[[ Records provided, beginning ]]

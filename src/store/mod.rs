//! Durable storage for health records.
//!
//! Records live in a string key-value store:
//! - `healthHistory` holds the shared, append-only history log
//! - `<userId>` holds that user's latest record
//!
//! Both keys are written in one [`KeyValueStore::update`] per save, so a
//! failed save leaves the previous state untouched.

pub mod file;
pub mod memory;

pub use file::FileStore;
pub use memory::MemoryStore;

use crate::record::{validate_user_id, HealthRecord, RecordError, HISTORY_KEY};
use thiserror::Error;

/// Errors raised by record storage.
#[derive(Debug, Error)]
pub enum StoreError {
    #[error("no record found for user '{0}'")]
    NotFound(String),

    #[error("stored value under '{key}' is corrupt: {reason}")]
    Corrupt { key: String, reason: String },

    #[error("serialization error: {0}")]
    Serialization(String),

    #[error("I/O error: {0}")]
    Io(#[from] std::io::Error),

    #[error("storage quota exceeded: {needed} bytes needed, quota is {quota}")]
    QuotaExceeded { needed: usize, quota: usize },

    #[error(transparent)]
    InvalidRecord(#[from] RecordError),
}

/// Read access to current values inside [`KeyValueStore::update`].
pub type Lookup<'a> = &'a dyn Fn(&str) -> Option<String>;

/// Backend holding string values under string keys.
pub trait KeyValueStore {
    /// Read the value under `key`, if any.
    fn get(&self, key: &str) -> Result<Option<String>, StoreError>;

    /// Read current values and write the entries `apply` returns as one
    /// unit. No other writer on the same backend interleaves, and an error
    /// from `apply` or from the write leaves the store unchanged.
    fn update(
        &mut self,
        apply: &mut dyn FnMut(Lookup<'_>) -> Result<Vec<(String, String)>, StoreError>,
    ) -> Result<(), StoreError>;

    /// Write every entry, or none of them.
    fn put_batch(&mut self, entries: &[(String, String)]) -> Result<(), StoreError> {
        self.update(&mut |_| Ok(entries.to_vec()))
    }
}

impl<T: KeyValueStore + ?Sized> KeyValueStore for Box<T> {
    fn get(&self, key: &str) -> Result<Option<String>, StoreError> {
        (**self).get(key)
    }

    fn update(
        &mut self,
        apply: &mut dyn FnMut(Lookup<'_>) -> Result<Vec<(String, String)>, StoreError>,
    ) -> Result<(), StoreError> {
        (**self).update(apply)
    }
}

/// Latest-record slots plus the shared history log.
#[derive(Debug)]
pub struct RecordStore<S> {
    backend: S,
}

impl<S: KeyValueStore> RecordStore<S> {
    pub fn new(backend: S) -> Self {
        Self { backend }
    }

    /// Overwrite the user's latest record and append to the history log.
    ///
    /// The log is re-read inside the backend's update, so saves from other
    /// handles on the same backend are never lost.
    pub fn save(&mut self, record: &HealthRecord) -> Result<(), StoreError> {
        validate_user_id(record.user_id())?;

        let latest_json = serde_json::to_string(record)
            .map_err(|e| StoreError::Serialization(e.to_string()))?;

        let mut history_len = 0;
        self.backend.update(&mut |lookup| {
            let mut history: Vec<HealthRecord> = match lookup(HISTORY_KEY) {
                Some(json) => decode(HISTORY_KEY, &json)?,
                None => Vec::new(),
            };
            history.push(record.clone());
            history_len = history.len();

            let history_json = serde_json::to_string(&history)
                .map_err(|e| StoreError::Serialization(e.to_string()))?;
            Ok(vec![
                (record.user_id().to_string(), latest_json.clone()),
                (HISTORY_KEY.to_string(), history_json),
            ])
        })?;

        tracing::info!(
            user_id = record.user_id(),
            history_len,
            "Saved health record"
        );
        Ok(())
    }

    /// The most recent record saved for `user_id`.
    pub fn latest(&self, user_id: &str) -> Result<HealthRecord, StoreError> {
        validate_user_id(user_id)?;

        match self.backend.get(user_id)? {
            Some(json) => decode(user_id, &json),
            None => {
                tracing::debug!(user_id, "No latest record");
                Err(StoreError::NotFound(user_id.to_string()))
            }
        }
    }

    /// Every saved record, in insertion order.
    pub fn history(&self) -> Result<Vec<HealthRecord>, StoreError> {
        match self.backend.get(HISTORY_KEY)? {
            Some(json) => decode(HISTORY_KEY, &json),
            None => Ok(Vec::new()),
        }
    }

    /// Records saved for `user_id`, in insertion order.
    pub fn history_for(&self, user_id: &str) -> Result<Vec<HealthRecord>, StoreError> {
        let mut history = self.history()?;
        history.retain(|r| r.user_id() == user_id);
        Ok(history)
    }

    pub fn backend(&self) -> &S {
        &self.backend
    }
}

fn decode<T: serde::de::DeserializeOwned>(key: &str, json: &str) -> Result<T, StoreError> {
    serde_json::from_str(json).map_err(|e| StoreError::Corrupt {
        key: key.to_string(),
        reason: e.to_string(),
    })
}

[[ Records provided, end ]]

The lines holding the word "impl" are the answer. Find them in the entries and copy them.

impl<T: KeyValueStore + ?Sized> KeyValueStore for Box<T> {
impl<S: KeyValueStore> RecordStore<S> {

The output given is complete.